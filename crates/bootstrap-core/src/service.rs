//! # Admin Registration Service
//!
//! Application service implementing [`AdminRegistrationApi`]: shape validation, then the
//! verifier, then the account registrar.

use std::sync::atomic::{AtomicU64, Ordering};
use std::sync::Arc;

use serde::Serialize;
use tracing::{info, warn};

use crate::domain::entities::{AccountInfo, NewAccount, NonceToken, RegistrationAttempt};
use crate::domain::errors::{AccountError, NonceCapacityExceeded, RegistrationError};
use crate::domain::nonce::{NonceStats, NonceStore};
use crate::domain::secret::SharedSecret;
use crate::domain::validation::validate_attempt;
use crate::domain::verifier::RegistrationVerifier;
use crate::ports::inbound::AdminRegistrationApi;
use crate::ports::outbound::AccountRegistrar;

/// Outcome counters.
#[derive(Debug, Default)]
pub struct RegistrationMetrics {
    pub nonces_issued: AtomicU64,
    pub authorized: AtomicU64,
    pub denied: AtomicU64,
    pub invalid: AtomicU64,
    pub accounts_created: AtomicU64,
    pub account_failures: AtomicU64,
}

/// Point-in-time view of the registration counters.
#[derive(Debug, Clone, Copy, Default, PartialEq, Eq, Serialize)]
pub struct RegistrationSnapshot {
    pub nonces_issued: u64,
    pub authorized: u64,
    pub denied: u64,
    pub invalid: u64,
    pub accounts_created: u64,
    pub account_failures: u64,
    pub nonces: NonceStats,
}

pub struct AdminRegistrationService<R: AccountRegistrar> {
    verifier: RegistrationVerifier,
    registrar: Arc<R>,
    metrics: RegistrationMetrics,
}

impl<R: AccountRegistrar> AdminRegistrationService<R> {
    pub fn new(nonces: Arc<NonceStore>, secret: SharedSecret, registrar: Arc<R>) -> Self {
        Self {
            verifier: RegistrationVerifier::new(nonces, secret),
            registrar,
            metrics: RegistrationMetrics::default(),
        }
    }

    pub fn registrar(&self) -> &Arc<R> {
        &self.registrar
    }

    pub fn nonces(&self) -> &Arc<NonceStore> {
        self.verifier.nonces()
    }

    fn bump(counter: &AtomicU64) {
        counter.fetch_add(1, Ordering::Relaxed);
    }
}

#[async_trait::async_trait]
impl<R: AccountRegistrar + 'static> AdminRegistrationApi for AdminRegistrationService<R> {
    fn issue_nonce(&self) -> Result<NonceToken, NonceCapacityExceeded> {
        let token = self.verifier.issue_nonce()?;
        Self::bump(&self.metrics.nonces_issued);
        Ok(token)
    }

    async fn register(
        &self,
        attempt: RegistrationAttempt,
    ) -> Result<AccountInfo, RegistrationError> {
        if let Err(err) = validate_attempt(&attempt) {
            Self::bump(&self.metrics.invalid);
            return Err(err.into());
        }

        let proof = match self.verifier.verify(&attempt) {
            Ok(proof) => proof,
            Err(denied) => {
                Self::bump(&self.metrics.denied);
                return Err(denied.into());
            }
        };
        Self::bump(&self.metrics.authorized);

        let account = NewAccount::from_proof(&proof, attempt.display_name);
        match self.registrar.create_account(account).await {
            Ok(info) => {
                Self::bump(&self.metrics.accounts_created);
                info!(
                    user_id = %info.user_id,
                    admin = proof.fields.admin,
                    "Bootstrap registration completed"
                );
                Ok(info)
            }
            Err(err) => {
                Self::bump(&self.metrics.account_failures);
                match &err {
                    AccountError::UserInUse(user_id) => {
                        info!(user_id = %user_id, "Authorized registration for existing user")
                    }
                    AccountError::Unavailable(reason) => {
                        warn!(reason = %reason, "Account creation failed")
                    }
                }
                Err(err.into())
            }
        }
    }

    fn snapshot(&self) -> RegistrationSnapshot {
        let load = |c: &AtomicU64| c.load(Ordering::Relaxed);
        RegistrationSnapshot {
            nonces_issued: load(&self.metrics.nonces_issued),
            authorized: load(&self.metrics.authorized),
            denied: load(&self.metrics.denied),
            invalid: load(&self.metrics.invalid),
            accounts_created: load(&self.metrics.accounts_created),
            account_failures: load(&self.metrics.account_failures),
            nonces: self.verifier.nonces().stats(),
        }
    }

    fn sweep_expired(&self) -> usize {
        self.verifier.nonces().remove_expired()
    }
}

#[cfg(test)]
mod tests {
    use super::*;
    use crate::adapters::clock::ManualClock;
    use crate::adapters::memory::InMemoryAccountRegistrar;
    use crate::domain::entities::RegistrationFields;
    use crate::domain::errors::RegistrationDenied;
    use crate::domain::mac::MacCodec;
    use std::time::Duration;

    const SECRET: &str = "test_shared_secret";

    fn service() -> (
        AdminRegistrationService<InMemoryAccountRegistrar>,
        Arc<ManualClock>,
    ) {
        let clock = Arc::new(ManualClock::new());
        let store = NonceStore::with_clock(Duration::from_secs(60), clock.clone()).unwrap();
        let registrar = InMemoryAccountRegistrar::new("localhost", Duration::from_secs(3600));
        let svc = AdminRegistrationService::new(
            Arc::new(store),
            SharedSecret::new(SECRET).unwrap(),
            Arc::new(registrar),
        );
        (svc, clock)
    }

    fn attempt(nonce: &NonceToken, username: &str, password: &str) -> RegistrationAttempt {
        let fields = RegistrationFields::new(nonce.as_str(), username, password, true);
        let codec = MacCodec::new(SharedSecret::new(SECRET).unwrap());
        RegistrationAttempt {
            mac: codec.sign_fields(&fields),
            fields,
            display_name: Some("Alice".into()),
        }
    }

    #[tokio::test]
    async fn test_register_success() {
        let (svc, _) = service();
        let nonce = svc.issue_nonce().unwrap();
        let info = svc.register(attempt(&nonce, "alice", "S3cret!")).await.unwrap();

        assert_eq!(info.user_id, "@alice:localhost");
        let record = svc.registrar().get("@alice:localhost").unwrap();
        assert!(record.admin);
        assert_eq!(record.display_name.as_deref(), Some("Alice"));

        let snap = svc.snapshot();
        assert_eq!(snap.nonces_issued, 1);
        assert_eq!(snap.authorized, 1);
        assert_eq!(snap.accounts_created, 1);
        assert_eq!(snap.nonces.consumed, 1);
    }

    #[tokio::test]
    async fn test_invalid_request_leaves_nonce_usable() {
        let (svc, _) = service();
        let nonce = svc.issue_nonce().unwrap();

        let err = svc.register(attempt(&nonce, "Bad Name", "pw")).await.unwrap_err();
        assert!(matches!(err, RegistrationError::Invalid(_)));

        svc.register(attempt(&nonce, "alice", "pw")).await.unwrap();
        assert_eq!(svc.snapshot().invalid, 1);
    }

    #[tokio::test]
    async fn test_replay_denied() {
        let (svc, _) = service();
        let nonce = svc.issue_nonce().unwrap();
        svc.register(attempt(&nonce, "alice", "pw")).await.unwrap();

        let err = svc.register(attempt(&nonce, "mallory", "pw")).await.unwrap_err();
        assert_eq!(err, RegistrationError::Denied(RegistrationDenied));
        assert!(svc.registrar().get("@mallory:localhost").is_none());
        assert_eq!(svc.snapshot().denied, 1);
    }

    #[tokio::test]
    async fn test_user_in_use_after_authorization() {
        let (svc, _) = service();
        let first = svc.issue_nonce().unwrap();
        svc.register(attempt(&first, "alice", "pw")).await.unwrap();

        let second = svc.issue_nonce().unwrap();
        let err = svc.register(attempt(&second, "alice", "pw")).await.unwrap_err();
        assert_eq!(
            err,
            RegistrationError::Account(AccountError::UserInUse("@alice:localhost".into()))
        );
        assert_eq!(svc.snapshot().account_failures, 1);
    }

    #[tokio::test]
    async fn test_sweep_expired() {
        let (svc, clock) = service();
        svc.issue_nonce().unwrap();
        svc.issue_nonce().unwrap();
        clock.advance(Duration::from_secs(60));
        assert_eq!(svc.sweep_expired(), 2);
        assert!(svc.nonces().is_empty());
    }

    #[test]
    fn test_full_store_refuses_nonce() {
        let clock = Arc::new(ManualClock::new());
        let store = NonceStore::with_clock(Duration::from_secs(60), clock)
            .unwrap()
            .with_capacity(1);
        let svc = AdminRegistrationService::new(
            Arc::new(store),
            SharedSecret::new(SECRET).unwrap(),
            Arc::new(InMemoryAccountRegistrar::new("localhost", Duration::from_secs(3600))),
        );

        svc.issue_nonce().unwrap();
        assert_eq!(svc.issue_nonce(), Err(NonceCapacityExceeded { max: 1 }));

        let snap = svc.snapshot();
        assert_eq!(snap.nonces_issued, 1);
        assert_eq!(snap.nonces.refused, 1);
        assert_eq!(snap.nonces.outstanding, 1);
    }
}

+++

• What needs to be done:
Go through the records above and copy every line holding the word "Ordering".

• Response:
use std::sync::atomic::{AtomicU64, Ordering};
        counter.fetch_add(1, Ordering::Relaxed);
        let load = |c: &AtomicU64| c.load(Ordering::Relaxed);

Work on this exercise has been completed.